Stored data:
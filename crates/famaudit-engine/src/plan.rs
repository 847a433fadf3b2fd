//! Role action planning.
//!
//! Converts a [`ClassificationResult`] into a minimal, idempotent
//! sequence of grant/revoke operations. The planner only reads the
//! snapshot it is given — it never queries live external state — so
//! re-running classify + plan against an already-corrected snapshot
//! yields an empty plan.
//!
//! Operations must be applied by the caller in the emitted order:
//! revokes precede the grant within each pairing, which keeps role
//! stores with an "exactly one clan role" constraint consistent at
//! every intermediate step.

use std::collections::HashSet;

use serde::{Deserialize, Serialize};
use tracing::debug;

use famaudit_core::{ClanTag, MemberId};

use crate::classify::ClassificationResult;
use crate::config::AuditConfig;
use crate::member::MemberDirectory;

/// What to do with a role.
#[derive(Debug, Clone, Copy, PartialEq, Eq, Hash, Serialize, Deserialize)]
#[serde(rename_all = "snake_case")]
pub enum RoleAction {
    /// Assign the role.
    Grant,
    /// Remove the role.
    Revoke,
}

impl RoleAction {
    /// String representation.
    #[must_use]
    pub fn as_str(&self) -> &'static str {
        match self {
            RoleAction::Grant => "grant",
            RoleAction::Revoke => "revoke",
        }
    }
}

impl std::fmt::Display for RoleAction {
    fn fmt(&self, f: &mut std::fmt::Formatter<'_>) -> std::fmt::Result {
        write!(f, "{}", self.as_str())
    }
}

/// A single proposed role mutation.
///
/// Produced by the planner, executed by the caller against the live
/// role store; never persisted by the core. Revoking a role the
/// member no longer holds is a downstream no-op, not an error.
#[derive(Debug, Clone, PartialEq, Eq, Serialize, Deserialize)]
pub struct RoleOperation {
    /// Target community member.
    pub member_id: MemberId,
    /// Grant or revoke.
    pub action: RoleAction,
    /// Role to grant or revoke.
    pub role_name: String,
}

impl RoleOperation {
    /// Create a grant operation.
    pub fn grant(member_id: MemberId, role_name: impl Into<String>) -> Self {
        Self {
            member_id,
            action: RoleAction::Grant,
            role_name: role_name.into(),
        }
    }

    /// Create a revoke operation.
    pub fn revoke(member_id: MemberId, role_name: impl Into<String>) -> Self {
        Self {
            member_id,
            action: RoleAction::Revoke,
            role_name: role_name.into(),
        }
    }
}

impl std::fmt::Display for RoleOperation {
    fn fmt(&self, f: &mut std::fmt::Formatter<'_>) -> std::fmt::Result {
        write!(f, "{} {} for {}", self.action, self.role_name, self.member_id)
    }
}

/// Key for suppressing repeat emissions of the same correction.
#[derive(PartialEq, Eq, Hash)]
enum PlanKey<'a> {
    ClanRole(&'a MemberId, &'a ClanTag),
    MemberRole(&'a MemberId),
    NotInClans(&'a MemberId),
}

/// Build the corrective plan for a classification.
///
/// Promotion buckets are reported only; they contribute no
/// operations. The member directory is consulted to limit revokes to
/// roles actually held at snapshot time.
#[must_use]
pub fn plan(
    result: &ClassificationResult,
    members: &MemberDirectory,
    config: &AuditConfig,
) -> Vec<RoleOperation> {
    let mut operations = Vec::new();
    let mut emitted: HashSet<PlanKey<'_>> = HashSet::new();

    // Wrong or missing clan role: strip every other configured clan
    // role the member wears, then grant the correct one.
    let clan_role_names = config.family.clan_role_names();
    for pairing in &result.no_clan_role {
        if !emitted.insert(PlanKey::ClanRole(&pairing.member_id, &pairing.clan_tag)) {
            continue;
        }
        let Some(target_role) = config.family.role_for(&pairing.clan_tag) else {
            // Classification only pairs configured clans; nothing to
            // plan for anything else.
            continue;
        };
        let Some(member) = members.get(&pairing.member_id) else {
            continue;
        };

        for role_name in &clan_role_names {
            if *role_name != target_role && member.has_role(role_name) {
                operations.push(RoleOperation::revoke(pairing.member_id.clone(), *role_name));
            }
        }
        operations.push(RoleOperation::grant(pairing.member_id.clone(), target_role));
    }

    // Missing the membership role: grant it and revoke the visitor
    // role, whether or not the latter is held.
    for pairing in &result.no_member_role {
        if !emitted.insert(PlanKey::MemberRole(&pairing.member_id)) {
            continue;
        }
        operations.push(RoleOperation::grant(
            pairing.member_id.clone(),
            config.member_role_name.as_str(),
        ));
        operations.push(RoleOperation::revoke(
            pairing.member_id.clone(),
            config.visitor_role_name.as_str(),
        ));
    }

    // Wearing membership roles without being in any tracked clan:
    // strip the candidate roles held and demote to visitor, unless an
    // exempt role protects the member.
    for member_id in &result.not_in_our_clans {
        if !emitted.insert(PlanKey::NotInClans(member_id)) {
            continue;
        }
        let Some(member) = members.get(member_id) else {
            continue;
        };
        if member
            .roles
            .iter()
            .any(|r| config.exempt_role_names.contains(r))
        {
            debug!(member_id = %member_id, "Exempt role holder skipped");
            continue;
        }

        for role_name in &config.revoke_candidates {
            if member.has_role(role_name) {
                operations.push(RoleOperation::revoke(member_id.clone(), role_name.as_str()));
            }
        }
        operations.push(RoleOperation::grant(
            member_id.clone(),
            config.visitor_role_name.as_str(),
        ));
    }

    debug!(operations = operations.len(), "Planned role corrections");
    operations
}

▸ **Exercise directions**:
Each line of the data must be set down again as it is.

▸ **Exercise answer**:
filename crates/famaudit-engine/src/plan.rs
repository 847a433fadf3b2fd
//! Role action planning.
//!
//! Converts a [`ClassificationResult`] into a minimal, idempotent
//! sequence of grant/revoke operations. The planner only reads the
//! snapshot it is given — it never queries live external state — so
//! re-running classify + plan against an already-corrected snapshot
//! yields an empty plan.
//!
//! Operations must be applied by the caller in the emitted order:
//! revokes precede the grant within each pairing, which keeps role
//! stores with an "exactly one clan role" constraint consistent at
//! every intermediate step.

use std::collections::HashSet;

use serde::{Deserialize, Serialize};
use tracing::debug;

use famaudit_core::{ClanTag, MemberId};

use crate::classify::ClassificationResult;
use crate::config::AuditConfig;
use crate::member::MemberDirectory;

/// What to do with a role.
#[derive(Debug, Clone, Copy, PartialEq, Eq, Hash, Serialize, Deserialize)]
#[serde(rename_all = "snake_case")]
pub enum RoleAction {
    /// Assign the role.
    Grant,
    /// Remove the role.
    Revoke,
}

impl RoleAction {
    /// String representation.
    #[must_use]
    pub fn as_str(&self) -> &'static str {
        match self {
            RoleAction::Grant => "grant",
            RoleAction::Revoke => "revoke",
        }
    }
}

impl std::fmt::Display for RoleAction {
    fn fmt(&self, f: &mut std::fmt::Formatter<'_>) -> std::fmt::Result {
        write!(f, "{}", self.as_str())
    }
}

/// A single proposed role mutation.
///
/// Produced by the planner, executed by the caller against the live
/// role store; never persisted by the core. Revoking a role the
/// member no longer holds is a downstream no-op, not an error.
#[derive(Debug, Clone, PartialEq, Eq, Serialize, Deserialize)]
pub struct RoleOperation {
    /// Target community member.
    pub member_id: MemberId,
    /// Grant or revoke.
    pub action: RoleAction,
    /// Role to grant or revoke.
    pub role_name: String,
}

impl RoleOperation {
    /// Create a grant operation.
    pub fn grant(member_id: MemberId, role_name: impl Into<String>) -> Self {
        Self {
            member_id,
            action: RoleAction::Grant,
            role_name: role_name.into(),
        }
    }

    /// Create a revoke operation.
    pub fn revoke(member_id: MemberId, role_name: impl Into<String>) -> Self {
        Self {
            member_id,
            action: RoleAction::Revoke,
            role_name: role_name.into(),
        }
    }
}

impl std::fmt::Display for RoleOperation {
    fn fmt(&self, f: &mut std::fmt::Formatter<'_>) -> std::fmt::Result {
        write!(f, "{} {} for {}", self.action, self.role_name, self.member_id)
    }
}

/// Key for suppressing repeat emissions of the same correction.
#[derive(PartialEq, Eq, Hash)]
enum PlanKey<'a> {
    ClanRole(&'a MemberId, &'a ClanTag),
    MemberRole(&'a MemberId),
    NotInClans(&'a MemberId),
}

/// Build the corrective plan for a classification.
///
/// Promotion buckets are reported only; they contribute no
/// operations. The member directory is consulted to limit revokes to
/// roles actually held at snapshot time.
#[must_use]
pub fn plan(
    result: &ClassificationResult,
    members: &MemberDirectory,
    config: &AuditConfig,
) -> Vec<RoleOperation> {
    let mut operations = Vec::new();
    let mut emitted: HashSet<PlanKey<'_>> = HashSet::new();

    // Wrong or missing clan role: strip every other configured clan
    // role the member wears, then grant the correct one.
    let clan_role_names = config.family.clan_role_names();
    for pairing in &result.no_clan_role {
        if !emitted.insert(PlanKey::ClanRole(&pairing.member_id, &pairing.clan_tag)) {
            continue;
        }
        let Some(target_role) = config.family.role_for(&pairing.clan_tag) else {
            // Classification only pairs configured clans; nothing to
            // plan for anything else.
            continue;
        };
        let Some(member) = members.get(&pairing.member_id) else {
            continue;
        };

        for role_name in &clan_role_names {
            if *role_name != target_role && member.has_role(role_name) {
                operations.push(RoleOperation::revoke(pairing.member_id.clone(), *role_name));
            }
        }
        operations.push(RoleOperation::grant(pairing.member_id.clone(), target_role));
    }

    // Missing the membership role: grant it and revoke the visitor
    // role, whether or not the latter is held.
    for pairing in &result.no_member_role {
        if !emitted.insert(PlanKey::MemberRole(&pairing.member_id)) {
            continue;
        }
        operations.push(RoleOperation::grant(
            pairing.member_id.clone(),
            config.member_role_name.as_str(),
        ));
        operations.push(RoleOperation::revoke(
            pairing.member_id.clone(),
            config.visitor_role_name.as_str(),
        ));
    }

    // Wearing membership roles without being in any tracked clan:
    // strip the candidate roles held and demote to visitor, unless an
    // exempt role protects the member.
    for member_id in &result.not_in_our_clans {
        if !emitted.insert(PlanKey::NotInClans(member_id)) {
            continue;
        }
        let Some(member) = members.get(member_id) else {
            continue;
        };
        if member
            .roles
            .iter()
            .any(|r| config.exempt_role_names.contains(r))
        {
            debug!(member_id = %member_id, "Exempt role holder skipped");
            continue;
        }

        for role_name in &config.revoke_candidates {
            if member.has_role(role_name) {
                operations.push(RoleOperation::revoke(member_id.clone(), role_name.as_str()));
            }
        }
        operations.push(RoleOperation::grant(
            member_id.clone(),
            config.visitor_role_name.as_str(),
        ));
    }

    debug!(operations = operations.len(), "Planned role corrections");
    operations
}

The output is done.